[Collected data entries]
- - -

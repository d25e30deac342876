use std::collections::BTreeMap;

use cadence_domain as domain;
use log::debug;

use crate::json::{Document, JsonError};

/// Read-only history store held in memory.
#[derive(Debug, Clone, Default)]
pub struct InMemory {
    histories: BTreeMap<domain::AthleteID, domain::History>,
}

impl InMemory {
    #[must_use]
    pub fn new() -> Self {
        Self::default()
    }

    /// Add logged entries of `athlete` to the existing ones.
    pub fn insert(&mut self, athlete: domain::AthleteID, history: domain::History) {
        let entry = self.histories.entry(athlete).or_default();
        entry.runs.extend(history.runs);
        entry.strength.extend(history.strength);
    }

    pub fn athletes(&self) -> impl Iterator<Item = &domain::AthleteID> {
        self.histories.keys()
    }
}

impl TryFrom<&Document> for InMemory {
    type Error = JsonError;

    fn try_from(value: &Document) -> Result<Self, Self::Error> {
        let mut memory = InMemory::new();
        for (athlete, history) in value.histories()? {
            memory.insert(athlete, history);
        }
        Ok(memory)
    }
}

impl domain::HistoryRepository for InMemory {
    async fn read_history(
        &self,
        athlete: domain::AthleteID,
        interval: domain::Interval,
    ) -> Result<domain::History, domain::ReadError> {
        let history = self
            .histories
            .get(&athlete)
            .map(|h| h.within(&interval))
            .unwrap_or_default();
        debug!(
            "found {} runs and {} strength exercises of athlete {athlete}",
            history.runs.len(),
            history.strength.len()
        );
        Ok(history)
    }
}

- - -

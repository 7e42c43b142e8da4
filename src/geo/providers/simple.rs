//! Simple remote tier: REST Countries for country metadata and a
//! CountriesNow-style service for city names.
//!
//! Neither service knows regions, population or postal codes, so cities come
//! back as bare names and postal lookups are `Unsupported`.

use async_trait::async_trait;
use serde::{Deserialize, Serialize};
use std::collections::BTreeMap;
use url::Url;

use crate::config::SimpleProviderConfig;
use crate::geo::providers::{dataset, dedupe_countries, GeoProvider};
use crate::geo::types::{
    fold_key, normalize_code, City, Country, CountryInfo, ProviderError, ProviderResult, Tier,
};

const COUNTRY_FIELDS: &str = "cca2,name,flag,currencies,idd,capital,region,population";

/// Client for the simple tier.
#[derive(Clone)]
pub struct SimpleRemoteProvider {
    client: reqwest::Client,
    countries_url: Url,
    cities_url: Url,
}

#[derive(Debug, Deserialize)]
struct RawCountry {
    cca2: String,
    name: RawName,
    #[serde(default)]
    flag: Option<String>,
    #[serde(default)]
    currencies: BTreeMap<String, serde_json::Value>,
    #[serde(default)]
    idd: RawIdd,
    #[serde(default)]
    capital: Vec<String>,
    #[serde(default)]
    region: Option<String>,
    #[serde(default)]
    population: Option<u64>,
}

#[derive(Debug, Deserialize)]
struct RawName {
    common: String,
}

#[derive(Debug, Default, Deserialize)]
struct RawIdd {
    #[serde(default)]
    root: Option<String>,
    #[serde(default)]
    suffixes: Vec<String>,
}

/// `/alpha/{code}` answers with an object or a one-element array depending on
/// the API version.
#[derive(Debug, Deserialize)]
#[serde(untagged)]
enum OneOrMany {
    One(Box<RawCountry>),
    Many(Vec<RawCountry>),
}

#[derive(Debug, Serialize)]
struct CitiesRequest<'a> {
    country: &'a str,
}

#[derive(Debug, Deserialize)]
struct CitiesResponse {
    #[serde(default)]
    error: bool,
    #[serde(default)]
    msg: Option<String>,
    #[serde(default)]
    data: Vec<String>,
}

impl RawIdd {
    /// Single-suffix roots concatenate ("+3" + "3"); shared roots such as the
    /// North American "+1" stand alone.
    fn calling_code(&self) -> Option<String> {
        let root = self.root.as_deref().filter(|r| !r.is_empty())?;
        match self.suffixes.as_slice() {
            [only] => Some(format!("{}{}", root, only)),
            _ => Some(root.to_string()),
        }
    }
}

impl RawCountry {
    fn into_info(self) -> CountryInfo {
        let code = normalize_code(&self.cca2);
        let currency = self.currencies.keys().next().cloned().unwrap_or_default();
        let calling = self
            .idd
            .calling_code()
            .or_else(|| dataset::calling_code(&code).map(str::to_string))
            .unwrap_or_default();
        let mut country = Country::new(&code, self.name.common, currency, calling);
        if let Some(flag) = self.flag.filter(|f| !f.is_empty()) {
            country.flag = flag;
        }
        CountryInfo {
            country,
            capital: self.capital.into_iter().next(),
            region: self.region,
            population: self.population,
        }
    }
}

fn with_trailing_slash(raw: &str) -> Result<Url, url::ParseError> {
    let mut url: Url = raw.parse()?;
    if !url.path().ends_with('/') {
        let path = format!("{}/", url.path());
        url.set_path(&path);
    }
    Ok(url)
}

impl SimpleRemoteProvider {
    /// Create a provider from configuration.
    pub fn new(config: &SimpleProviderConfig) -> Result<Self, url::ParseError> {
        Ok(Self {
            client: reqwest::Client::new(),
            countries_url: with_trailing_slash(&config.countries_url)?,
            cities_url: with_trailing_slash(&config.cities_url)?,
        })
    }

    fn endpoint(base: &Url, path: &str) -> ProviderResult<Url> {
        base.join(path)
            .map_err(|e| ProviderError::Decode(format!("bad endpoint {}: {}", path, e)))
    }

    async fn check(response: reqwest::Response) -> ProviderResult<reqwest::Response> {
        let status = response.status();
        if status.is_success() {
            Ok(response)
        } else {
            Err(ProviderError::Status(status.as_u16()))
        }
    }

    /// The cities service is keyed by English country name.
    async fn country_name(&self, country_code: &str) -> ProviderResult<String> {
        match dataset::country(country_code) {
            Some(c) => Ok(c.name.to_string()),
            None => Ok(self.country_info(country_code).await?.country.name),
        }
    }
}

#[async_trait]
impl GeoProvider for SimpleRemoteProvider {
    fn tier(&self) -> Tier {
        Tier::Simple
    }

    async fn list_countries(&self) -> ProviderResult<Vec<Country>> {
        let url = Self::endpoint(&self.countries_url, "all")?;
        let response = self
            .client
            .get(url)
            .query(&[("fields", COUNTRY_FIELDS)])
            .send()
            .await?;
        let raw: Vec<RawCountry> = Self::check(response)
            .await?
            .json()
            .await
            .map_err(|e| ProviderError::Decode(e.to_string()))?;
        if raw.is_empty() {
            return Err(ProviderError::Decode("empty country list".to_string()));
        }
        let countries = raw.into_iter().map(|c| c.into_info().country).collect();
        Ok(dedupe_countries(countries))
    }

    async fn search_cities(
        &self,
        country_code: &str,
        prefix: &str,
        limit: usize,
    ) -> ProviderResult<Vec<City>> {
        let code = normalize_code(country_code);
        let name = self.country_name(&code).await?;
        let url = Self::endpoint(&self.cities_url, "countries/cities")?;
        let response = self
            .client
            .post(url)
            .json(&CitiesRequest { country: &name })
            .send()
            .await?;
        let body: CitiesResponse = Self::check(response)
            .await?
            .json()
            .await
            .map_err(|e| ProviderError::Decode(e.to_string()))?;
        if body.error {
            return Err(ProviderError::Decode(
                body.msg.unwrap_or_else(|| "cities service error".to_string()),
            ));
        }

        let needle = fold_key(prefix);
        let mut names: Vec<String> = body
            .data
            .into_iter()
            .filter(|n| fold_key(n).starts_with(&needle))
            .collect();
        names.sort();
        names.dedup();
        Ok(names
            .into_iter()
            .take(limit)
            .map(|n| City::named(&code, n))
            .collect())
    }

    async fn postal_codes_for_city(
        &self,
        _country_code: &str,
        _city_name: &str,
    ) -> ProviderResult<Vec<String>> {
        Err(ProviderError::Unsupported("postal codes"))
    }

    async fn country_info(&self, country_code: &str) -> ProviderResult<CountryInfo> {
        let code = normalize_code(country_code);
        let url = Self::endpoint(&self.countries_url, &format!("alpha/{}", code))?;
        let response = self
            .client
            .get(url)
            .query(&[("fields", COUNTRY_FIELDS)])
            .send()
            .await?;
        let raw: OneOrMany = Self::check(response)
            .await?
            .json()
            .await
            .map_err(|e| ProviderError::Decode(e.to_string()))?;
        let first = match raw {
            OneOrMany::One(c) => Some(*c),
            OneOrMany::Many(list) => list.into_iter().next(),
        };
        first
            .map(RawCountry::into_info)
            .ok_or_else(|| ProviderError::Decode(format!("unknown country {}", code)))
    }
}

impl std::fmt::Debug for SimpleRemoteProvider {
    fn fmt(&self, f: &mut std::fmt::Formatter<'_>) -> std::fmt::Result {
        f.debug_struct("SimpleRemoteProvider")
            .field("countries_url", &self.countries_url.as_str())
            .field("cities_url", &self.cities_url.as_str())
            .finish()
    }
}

- - -

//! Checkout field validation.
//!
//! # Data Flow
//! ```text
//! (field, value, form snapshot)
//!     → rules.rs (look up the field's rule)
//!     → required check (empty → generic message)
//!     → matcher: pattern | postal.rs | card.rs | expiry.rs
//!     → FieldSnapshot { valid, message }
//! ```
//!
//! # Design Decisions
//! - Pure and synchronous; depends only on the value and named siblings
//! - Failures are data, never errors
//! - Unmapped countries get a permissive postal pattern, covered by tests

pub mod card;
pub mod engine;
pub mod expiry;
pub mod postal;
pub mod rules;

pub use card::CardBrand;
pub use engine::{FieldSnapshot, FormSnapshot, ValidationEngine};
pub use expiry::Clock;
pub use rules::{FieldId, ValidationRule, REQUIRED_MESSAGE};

- - -

◆ YOUR INSTRUCTIONS ◆
Please reproduce, exactly as they appear above, the lines from the line containing "repository d25e30deac342876" up to and including the line containing "the existing ones.".

◆ EXERCISE SOLUTION ◆
repository d25e30deac342876
use std::collections::BTreeMap;

use cadence_domain as domain;
use log::debug;

use crate::json::{Document, JsonError};

/// Read-only history store held in memory.
#[derive(Debug, Clone, Default)]
pub struct InMemory {
    histories: BTreeMap<domain::AthleteID, domain::History>,
}

impl InMemory {
    #[must_use]
    pub fn new() -> Self {
        Self::default()
    }

    /// Add logged entries of `athlete` to the existing ones.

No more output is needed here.